Monday, July 14, 2014: 6:30 PM
Room: 302
Distributed Paper
Reiko OGAWA , Graduate School Faculty of Law, Kyushu University, Fukuoka, Japan
The discussions on the nature of welfare states in East Asia tend to focus on the link between the economic development and social policy or emphasize on the heavy reliance on the family to provide care. However, what has not been explicitly discussed is the role of migrants in providing long term care. As the population aging accelerates care work has been increasingly undertaken by migrants who constitute an integral part of the care workforce in East Asia.

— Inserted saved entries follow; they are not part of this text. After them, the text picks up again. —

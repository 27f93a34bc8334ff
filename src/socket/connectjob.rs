use crate::base::neterror::NetError;
use crate::emulation::Emulation;
use crate::http::h2::H2Connection;
use crate::socket::client::ClientSocket;
use crate::socket::proxy::{self, ProxySettings, ProxyType};
use crate::socket::session::{Session, SessionState};
use crate::socket::stream::BoxedSocket;
use crate::socket::tls::{connector::negotiated_protocol, NegotiatedProtocol, TlsConnector};
use tokio::net::TcpStream;
use url::Url;

/// A freshly established session, ready for its first request.
#[derive(Debug)]
pub enum Connected {
    Http1(ClientSocket),
    Http2(H2Connection),
}

impl Connected {
    pub fn session_id(&self) -> u64 {
        match self {
            Connected::Http1(socket) => socket.id(),
            Connected::Http2(conn) => conn.id(),
        }
    }
}

/// Manages the connection process: DNS -> TCP -> proxy tunnel -> TLS ->
/// HTTP/2 preface. Roughly equivalent to net::ConnectJob.
pub struct ConnectJob<'a> {
    /// Origin being connected to.
    pub url: &'a Url,
    pub emulation: &'a Emulation,
    /// Connector for the origin's TLS session.
    pub tls: &'a TlsConnector,
    pub proxy: Option<&'a ProxySettings>,
    /// Connector for an `https://` proxy hop.
    pub proxy_tls: Option<&'a TlsConnector>,
    /// Refuse HTTP/1.1; cleartext URLs use HTTP/2 with prior knowledge.
    pub http2_only: bool,
}

fn url_host(url: &Url) -> Result<&str, NetError> {
    url.host_str().ok_or(NetError::InvalidUrl)
}

/// Host without the brackets `Url` puts around IPv6 literals.
fn bare_host(host: &str) -> &str {
    host.trim_start_matches('[').trim_end_matches(']')
}

async fn tcp_connect(host: &str, port: u16) -> Result<TcpStream, NetError> {
    let addrs = tokio::net::lookup_host((bare_host(host), port)).await.map_err(|e| {
        tracing::debug!(host, error = %e, "DNS resolution failed");
        NetError::NameNotResolved
    })?;

    let mut last_error = NetError::NameNotResolved;
    for addr in addrs {
        match TcpStream::connect(addr).await {
            Ok(stream) => {
                let _ = stream.set_nodelay(true);
                tracing::debug!(%addr, "TCP connected");
                return Ok(stream);
            }
            Err(e) => {
                tracing::debug!(%addr, error = %e, "TCP connect failed");
                last_error = NetError::from_connect_io(&e);
            }
        }
    }
    Err(last_error)
}

impl ConnectJob<'_> {
    pub async fn connect(&self) -> Result<Connected, NetError> {
        let mut session = Session::new();
        session.transition(SessionState::Connecting)?;

        let host = url_host(self.url)?;
        let port = self.url.port_or_known_default().ok_or(NetError::InvalidUrl)?;
        let socket = self.open_transport(host, port).await?;

        let https = self.url.scheme() == "https";
        if !https {
            session.transition(SessionState::Active)?;
            if self.http2_only {
                return self.start_http2(socket, session).await;
            }
            return Ok(Connected::Http1(ClientSocket::new(socket, session)));
        }

        session.transition(SessionState::Handshaking)?;
        let tls = self.tls.negotiate(socket, bare_host(host)).await?;
        let protocol = negotiated_protocol(&tls);
        let socket = BoxedSocket::new(tls);
        session.transition(SessionState::Active)?;

        match protocol {
            NegotiatedProtocol::Http2 => self.start_http2(socket, session).await,
            NegotiatedProtocol::Http1 if self.http2_only => {
                session.close();
                Err(NetError::Http11Required)
            }
            NegotiatedProtocol::Http1 => Ok(Connected::Http1(ClientSocket::new(socket, session))),
        }
    }

    /// The session hands its id to the connection and ends here; from now
    /// on the `H2Connection` tracks liveness.
    async fn start_http2(&self, socket: BoxedSocket, mut session: Session) -> Result<Connected, NetError> {
        match H2Connection::handshake(socket, self.emulation.http2_options(), session.id()).await {
            Ok(conn) => Ok(Connected::Http2(conn)),
            Err(e) => {
                session.close();
                Err(e)
            }
        }
    }

    /// TCP to the first hop, then any proxy handshake. The result speaks
    /// directly to the origin.
    async fn open_transport(&self, host: &str, port: u16) -> Result<BoxedSocket, NetError> {
        let Some(proxy) = self.proxy else {
            return Ok(BoxedSocket::new(tcp_connect(host, port).await?));
        };

        let (proxy_host, proxy_port) = proxy.host_port().ok_or(NetError::InvalidUrl)?;
        let stream = tcp_connect(proxy_host, proxy_port).await.map_err(|e| match e.kind() {
            crate::base::neterror::ErrorKind::Connect => NetError::ProxyConnectionFailed,
            _ => e,
        })?;
        tracing::debug!(proxy = %proxy.url, target = %self.url, "connecting through proxy");

        let user_agent = self.emulation.user_agent();
        match proxy.proxy_type() {
            ProxyType::Http => {
                let mut stream = stream;
                proxy::http_connect(&mut stream, host, port, proxy, user_agent).await?;
                Ok(BoxedSocket::new(stream))
            }
            ProxyType::Https => {
                let connector = self.proxy_tls.unwrap_or(self.tls);
                let mut tls = connector
                    .negotiate(BoxedSocket::new(stream), bare_host(proxy_host))
                    .await?;
                proxy::http_connect(&mut tls, host, port, proxy, user_agent).await?;
                Ok(BoxedSocket::new(tls))
            }
            ProxyType::Socks5 | ProxyType::Socks5h => {
                let mut stream = stream;
                let remote_dns = proxy.proxy_type() == ProxyType::Socks5h;
                proxy::socks5_connect(
                    &mut stream,
                    bare_host(host),
                    port,
                    proxy.get_socks5_auth(),
                    remote_dns,
                )
                .await?;
                Ok(BoxedSocket::new(stream))
            }
        }
    }
}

The presentation will compare Japan and Taiwan which receives migrants from the same sending countries in Southeast Asia namely Indonesia, Philippines and Vietnam and situate the globalization of care in East Asia within the nexus of care regime and migration regime. The paper argues that even though Japan and Taiwan receives migrants from the same countries, the ways in which the migrants are situated within the two regimes reveal different construction of care work as well as different entitlement of migrants. It aims to unpack the otherwise naturalized notion of care work and suggests to perceive migrants as a ‘regional common good’ in order to raise both the status of care work and the migrants at the same time to ensure the safety and security of the elderly and migrants alike.